[Exercise instructions]:
The entries below contain a line with "interrupted; run the" and a line with "printer.abort();". Quote exactly those two lines and all lines between them.

*** Opening of Record extracts ***

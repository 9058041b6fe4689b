use crate::core::models::{RewriteOptions, SourceMapMode, TransformConfig};
use crate::utils::{Logger, Result, RnaError};
use serde::{Deserialize, Serialize};
use std::path::{Path, PathBuf};

pub const CONFIG_FILE_NAME: &str = "rna.config.json";

/// Configuration file format (rna.config.json)
#[derive(Debug, Clone, Default, PartialEq, Serialize, Deserialize)]
#[serde(rename_all = "camelCase", deny_unknown_fields)]
pub struct RnaConfig {
    /// Maximum number of files transformed at once (default: CPU count)
    #[serde(skip_serializing_if = "Option::is_none")]
    pub concurrency: Option<usize>,

    /// "none", "external" or "inline" (default: "none")
    #[serde(skip_serializing_if = "Option::is_none")]
    pub sourcemap: Option<SourceMapMode>,

    /// Embed original sources in generated maps (default: false)
    #[serde(skip_serializing_if = "Option::is_none")]
    pub sources_content: Option<bool>,

    /// Specifiers that stay runtime `require` calls
    #[serde(skip_serializing_if = "Option::is_none")]
    pub ignore: Option<Vec<String>>,

    /// Leave `require` inside `try` blocks alone (default: true)
    #[serde(skip_serializing_if = "Option::is_none")]
    pub ignore_try_catch: Option<bool>,

    /// Output directory (default: "dist")
    #[serde(skip_serializing_if = "Option::is_none")]
    pub outdir: Option<String>,
}

/// Flags given on the command line; `None` defers to the config file
#[derive(Debug, Clone, Default)]
pub struct CliOverrides {
    pub outdir: Option<String>,
    pub concurrency: Option<usize>,
    pub sourcemap: Option<SourceMapMode>,
    pub sources_content: Option<bool>,
}

pub struct ConfigLoader;

impl ConfigLoader {
    /// Load configuration from `rna.config.json` in `root`, if present
    pub fn load_from_file(root: &Path) -> Result<Option<RnaConfig>> {
        let config_path = root.join(CONFIG_FILE_NAME);

        if !config_path.exists() {
            Logger::debug(&format!("No {} found, using defaults", CONFIG_FILE_NAME));
            return Ok(None);
        }

        Logger::debug(&format!("Loading config from {}", config_path.display()));

        let content = std::fs::read_to_string(&config_path)?;

        let config: RnaConfig = serde_json::from_str(&content).map_err(|e| {
            RnaError::config(format!("Failed to parse {}: {}", CONFIG_FILE_NAME, e))
        })?;

        if config.concurrency == Some(0) {
            return Err(RnaError::config(format!(
                "{}: concurrency must be at least 1",
                CONFIG_FILE_NAME
            )));
        }

        Logger::debug("✅ Config file loaded successfully");
        Ok(Some(config))
    }

    /// Merge file config with CLI arguments (CLI > config file > defaults)
    pub fn merge_with_cli(
        file_config: Option<RnaConfig>,
        root: PathBuf,
        cli: CliOverrides,
    ) -> TransformConfig {
        let base = file_config.unwrap_or_default();
        let defaults = RewriteOptions::default();

        let outdir_str = cli
            .outdir
            .or(base.outdir)
            .unwrap_or_else(|| "dist".to_string());

        // Relative output directories live under the root
        let outdir = if Path::new(&outdir_str).is_absolute() {
            PathBuf::from(outdir_str)
        } else {
            root.join(outdir_str)
        };

        TransformConfig {
            root,
            outdir,
            concurrency: cli
                .concurrency
                .or(base.concurrency)
                .unwrap_or_else(num_cpus::get),
            rewrite: RewriteOptions {
                source: None,
                sourcemap: cli.sourcemap.or(base.sourcemap).unwrap_or(defaults.sourcemap),
                sources_content: cli
                    .sources_content
                    .or(base.sources_content)
                    .unwrap_or(defaults.sources_content),
                ignore: base.ignore.unwrap_or(defaults.ignore),
                ignore_try_catch: base.ignore_try_catch.unwrap_or(defaults.ignore_try_catch),
            },
        }
    }
}
// crates/network/examples/cached_get.rs
//! Deduplication and caching of GET requests

use courier_network::mock::MockTransport;
use courier_network::{ClientConfig, HttpClient, RequestOptions};
use serde_json::json;
use std::sync::Arc;
use std::time::Duration;

#[tokio::main]
async fn main() -> Result<(), Box<dyn std::error::Error>> {
    env_logger::Builder::from_env(env_logger::Env::default().default_filter_or("debug")).init();

    println!("🗂️  Cached GET Example\n");

    let transport = Arc::new(
        MockTransport::ok_json(json!({"items": ["a", "b", "c"]}))
            .with_latency(Duration::from_millis(100)),
    );
    let client = HttpClient::with_transport(
        ClientConfig {
            base_url: Some("https://api.example.com".to_string()),
            ..ClientConfig::default()
        },
        transport.clone(),
    );

    // Five simultaneous identical requests collapse into one call
    let burst = (0..5)
        .map(|_| client.get("/items", Some(json!({"page": 1})), RequestOptions::new()));
    futures::future::join_all(burst).await;
    println!("After burst: {} transport call(s)", transport.call_count());

    // Served from the cache
    client.get("/items", Some(json!({"page": 1})), RequestOptions::new()).await?;
    println!("After cached read: {} transport call(s)", transport.call_count());

    // Different query, different cache entry
    client.get("/items", Some(json!({"page": 2})), RequestOptions::new()).await?;
    println!("After page 2: {} transport call(s)\n", transport.call_count());

    println!("Cache:    {}", serde_json::to_string_pretty(&client.get_cache_stats())?);
    println!("Requests: {}", serde_json::to_string_pretty(&client.get_request_stats())?);
    Ok(())
}
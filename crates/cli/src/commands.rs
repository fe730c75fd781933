// crates/cli/src/commands.rs

use crate::settings;
use anyhow::{bail, Context, Result};
use clap::ArgMatches;
use console::style;
use courier_config::{Config, ConfigManager};
use courier_network::{
    AddTaskOptions, HttpClient, RequestOptions, TaskId, TaskSnapshot, TaskStatus,
    TransportResponse, UploadEvent, UploadFile, UploadManager,
};
use serde_json::{Map, Value};
use std::path::Path;
use std::time::Instant;
use tokio::sync::broadcast::error::RecvError;

/// Send a GET request and print the response
pub async fn get_url(config: &Config, matches: &ArgMatches) -> Result<()> {
    let url = matches
        .get_one::<String>("url")
        .ok_or_else(|| anyhow::anyhow!("URL is required"))?;

    let params = parse_params(matches.get_many::<String>("param").into_iter().flatten())?;

    let mut options = RequestOptions::new();
    for header in matches.get_many::<String>("header").into_iter().flatten() {
        let (name, value) = parse_header(header)?;
        options = options.header(name, value);
    }
    if matches.get_flag("no-cache") {
        options = options.enable_cache(false);
    }
    let repeat = matches.get_one::<usize>("repeat").copied().unwrap_or(1).max(1);

    let client = HttpClient::new(settings::client_config(config))
        .context("Failed to build HTTP client")?;

    let started = Instant::now();
    let responses = fetch_many(&client, url, params, options, repeat).await?;
    let elapsed = started.elapsed();

    if let Some(response) = responses.first() {
        print_response(response);
    }
    if repeat > 1 {
        println!(
            "\n{} {} identical requests answered in {} ms",
            style("✓").green().bold(),
            responses.len(),
            elapsed.as_millis()
        );
    }
    if matches.get_flag("stats") {
        print_stats(&client);
    }

    Ok(())
}

/// Issues `repeat` identical GETs at once; identical requests share one execution
pub(crate) async fn fetch_many(
    client: &HttpClient,
    url: &str,
    params: Option<Value>,
    options: RequestOptions,
    repeat: usize,
) -> Result<Vec<TransportResponse>> {
    let requests = (0..repeat).map(|_| client.get(url, params.clone(), options.clone()));
    futures::future::join_all(requests)
        .await
        .into_iter()
        .map(|result| result.with_context(|| format!("GET {} failed", url)))
        .collect()
}

/// Upload a file in resumable chunks
pub async fn upload_file(config: &Config, matches: &ArgMatches) -> Result<()> {
    let path = matches
        .get_one::<String>("file")
        .ok_or_else(|| anyhow::anyhow!("File path is required"))?;

    let file = UploadFile::from_path(Path::new(path))
        .await
        .with_context(|| format!("Cannot read {}", path))?;

    let options = AddTaskOptions {
        chunk_size: matches.get_one::<u64>("chunk-size").copied(),
        concurrent_chunks: matches.get_one::<usize>("concurrency").copied(),
    };

    let client = HttpClient::new(settings::client_config(config))
        .context("Failed to build HTTP client")?;
    let manager = UploadManager::new(client, settings::upload_config(config));

    println!(
        "{} {} ({})",
        style("Uploading").bold().cyan(),
        file.name(),
        format_size(file.size())
    );

    let started = Instant::now();
    let snapshot = tokio::select! {
        result = run_upload(&manager, file, options) => result?,
        _ = tokio::signal::ctrl_c() => {
            for task in manager.get_all_tasks() {
                if task.status.can_pause() {
                    manager.pause_task(task.id).ok();
                }
            }
            bail!("Upload interrupted; run the same command again to resume");
        }
    };

    report_upload(&snapshot, started.elapsed().as_secs())
}

/// Adds the task and prints its events until it settles
pub(crate) async fn run_upload(
    manager: &UploadManager,
    file: UploadFile,
    options: AddTaskOptions,
) -> Result<TaskSnapshot> {
    let mut events = manager.subscribe();
    let id = manager
        .add_task(file, options)
        .context("Failed to queue upload")?;

    let printer = tokio::spawn(async move {
        loop {
            match events.recv().await {
                Ok(event) if event.task_id() == id => print_event(&event),
                Ok(_) | Err(RecvError::Lagged(_)) => {}
                Err(RecvError::Closed) => break,
            }
        }
    });

    let snapshot = manager.wait_for_terminal(id).await;
    printer.abort();
    snapshot.context("Upload task disappeared")
}

fn print_event(event: &UploadEvent) {
    match event {
        UploadEvent::ChunkUploaded {
            index, progress, ..
        } => println!("  chunk {:>4} done  {:>5.1}%", index, progress),
        UploadEvent::StatusChanged { status, .. } => {
            println!("  {}", style(status).dim())
        }
        UploadEvent::Completed { .. } | UploadEvent::Failed { .. } => {}
    }
}

fn report_upload(snapshot: &TaskSnapshot, elapsed_secs: u64) -> Result<()> {
    match snapshot.status {
        TaskStatus::Completed => {
            println!(
                "{} Uploaded {} in {} ({} chunks)",
                style("✓").green().bold(),
                snapshot.file_name,
                format_duration(elapsed_secs),
                snapshot.total_chunks
            );
            println!("  Task: {}", short_id(snapshot.id));
            if let Some(fingerprint) = &snapshot.fingerprint {
                println!("  Fingerprint: {}", truncate(fingerprint, 16));
            }
            Ok(())
        }
        TaskStatus::Cancelled => bail!("Upload of {} was cancelled", snapshot.file_name),
        _ => bail!(
            "Upload of {} failed after {}/{} chunks: {}",
            snapshot.file_name,
            snapshot.uploaded_chunks.len(),
            snapshot.total_chunks,
            snapshot.error.as_deref().unwrap_or("unknown error")
        ),
    }
}

/// Write a default config file
pub fn config_init(manager: &ConfigManager) -> Result<()> {
    let created = manager
        .initialize()
        .context("Failed to write default config")?;

    if created {
        println!(
            "{} Created {}",
            style("✓").green().bold(),
            manager.config_path().display()
        );
    } else {
        println!("Config already exists at {}", manager.config_path().display());
    }
    Ok(())
}

/// Print the effective configuration as TOML
pub fn config_show(config: &Config) -> Result<()> {
    let text = toml::to_string_pretty(config).context("Failed to render configuration")?;
    println!("{}", text);
    Ok(())
}

pub fn config_validate(manager: &ConfigManager) -> Result<()> {
    let errors = manager
        .validate()
        .context("Failed to read configuration")?;

    if errors.is_empty() {
        println!("{} Configuration is valid", style("✓").green().bold());
        return Ok(());
    }

    for error in &errors {
        println!("{} {}", style("✗").red().bold(), error);
    }
    bail!("{} invalid value(s) in {}", errors.len(), manager.config_path().display())
}

pub fn config_reset(manager: &ConfigManager) -> Result<()> {
    manager.reset().context("Failed to reset configuration")?;
    println!(
        "{} Reset {} to defaults",
        style("✓").green().bold(),
        manager.config_path().display()
    );
    Ok(())
}

/// Builds a query object from `key=value` pairs; repeated keys become arrays
pub(crate) fn parse_params<'a, I>(pairs: I) -> Result<Option<Value>>
where
    I: IntoIterator<Item = &'a String>,
{
    let mut params = Map::new();
    for pair in pairs {
        let Some((key, value)) = pair.split_once('=') else {
            bail!("Invalid parameter '{}', expected KEY=VALUE", pair);
        };
        if key.is_empty() {
            bail!("Invalid parameter '{}', key is empty", pair);
        }

        let value = Value::String(value.to_string());
        match params.get_mut(key) {
            Some(Value::Array(values)) => values.push(value),
            Some(existing) => {
                let first = existing.take();
                *existing = Value::Array(vec![first, value]);
            }
            None => {
                params.insert(key.to_string(), value);
            }
        }
    }

    Ok((!params.is_empty()).then_some(Value::Object(params)))
}

pub(crate) fn parse_header(header: &str) -> Result<(String, String)> {
    match header.split_once(':') {
        Some((name, value)) if !name.trim().is_empty() => {
            Ok((name.trim().to_string(), value.trim().to_string()))
        }
        _ => bail!("Invalid header '{}', expected NAME:VALUE", header),
    }
}

fn print_response(response: &TransportResponse) {
    let status = if response.is_success() {
        style(response.status).green().bold()
    } else {
        style(response.status).red().bold()
    };
    println!("HTTP {}", status);

    if let Some(content_type) = response.header("content-type") {
        println!("{}", style(format!("content-type: {}", content_type)).dim());
    }
    println!();
    println!("{}", render_body(response));
}

/// Pretty-prints JSON bodies; anything else is shown as text
pub(crate) fn render_body(response: &TransportResponse) -> String {
    match response.json_body::<Value>() {
        Ok(value) => serde_json::to_string_pretty(&value).unwrap_or_else(|_| response.text()),
        Err(_) => response.text(),
    }
}

fn print_stats(client: &HttpClient) {
    let cache = client.get_cache_stats();
    let requests = client.get_request_stats();

    println!("\n{}", style("Client Statistics").bold().cyan());
    println!("{}", "=".repeat(40));
    println!("Cache entries: {}/{}", cache.size, cache.max_size);
    println!("Cache hit rate: {:.1}%", cache.hit_rate * 100.0);
    println!("In-flight requests: {}", requests.pending_requests);
    println!("Queued: {}", requests.queue_length);
    println!(
        "Running: {}/{}",
        requests.running_count, requests.max_concurrent
    );
}

fn short_id(id: TaskId) -> String {
    truncate(&id.to_string(), 8)
}

fn format_duration(seconds: u64) -> String {
    let minutes = seconds / 60;
    if minutes > 0 {
        format!("{}m {}s", minutes, seconds % 60)
    } else {
        format!("{}s", seconds)
    }
}

fn format_size(bytes: u64) -> String {
    const KB: u64 = 1024;
    const MB: u64 = KB * 1024;
    const GB: u64 = MB * 1024;

    if bytes >= GB {
        format!("{:.2} GB", bytes as f64 / GB as f64)
    } else if bytes >= MB {
        format!("{:.2} MB", bytes as f64 / MB as f64)
    } else if bytes >= KB {
        format!("{:.2} KB", bytes as f64 / KB as f64)
    } else {
        format!("{} bytes", bytes)
    }
}

fn truncate(s: &str, max_len: usize) -> String {
    if s.len() <= max_len {
        s.to_string()
    } else {
        format!("{}...", &s[..max_len])
    }
}

#[cfg(test)]
mod tests;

*** Close of Record extracts ***

[Written solution]:
            bail!("Upload interrupted; run the same command again to resume");
        }
    };

    report_upload(&snapshot, started.elapsed().as_secs())
}

/// Adds the task and prints its events until it settles
pub(crate) async fn run_upload(
    manager: &UploadManager,
    file: UploadFile,
    options: AddTaskOptions,
) -> Result<TaskSnapshot> {
    let mut events = manager.subscribe();
    let id = manager
        .add_task(file, options)
        .context("Failed to queue upload")?;

    let printer = tokio::spawn(async move {
        loop {
            match events.recv().await {
                Ok(event) if event.task_id() == id => print_event(&event),
                Ok(_) | Err(RecvError::Lagged(_)) => {}
                Err(RecvError::Closed) => break,
            }
        }
    });

    let snapshot = manager.wait_for_terminal(id).await;
    printer.abort();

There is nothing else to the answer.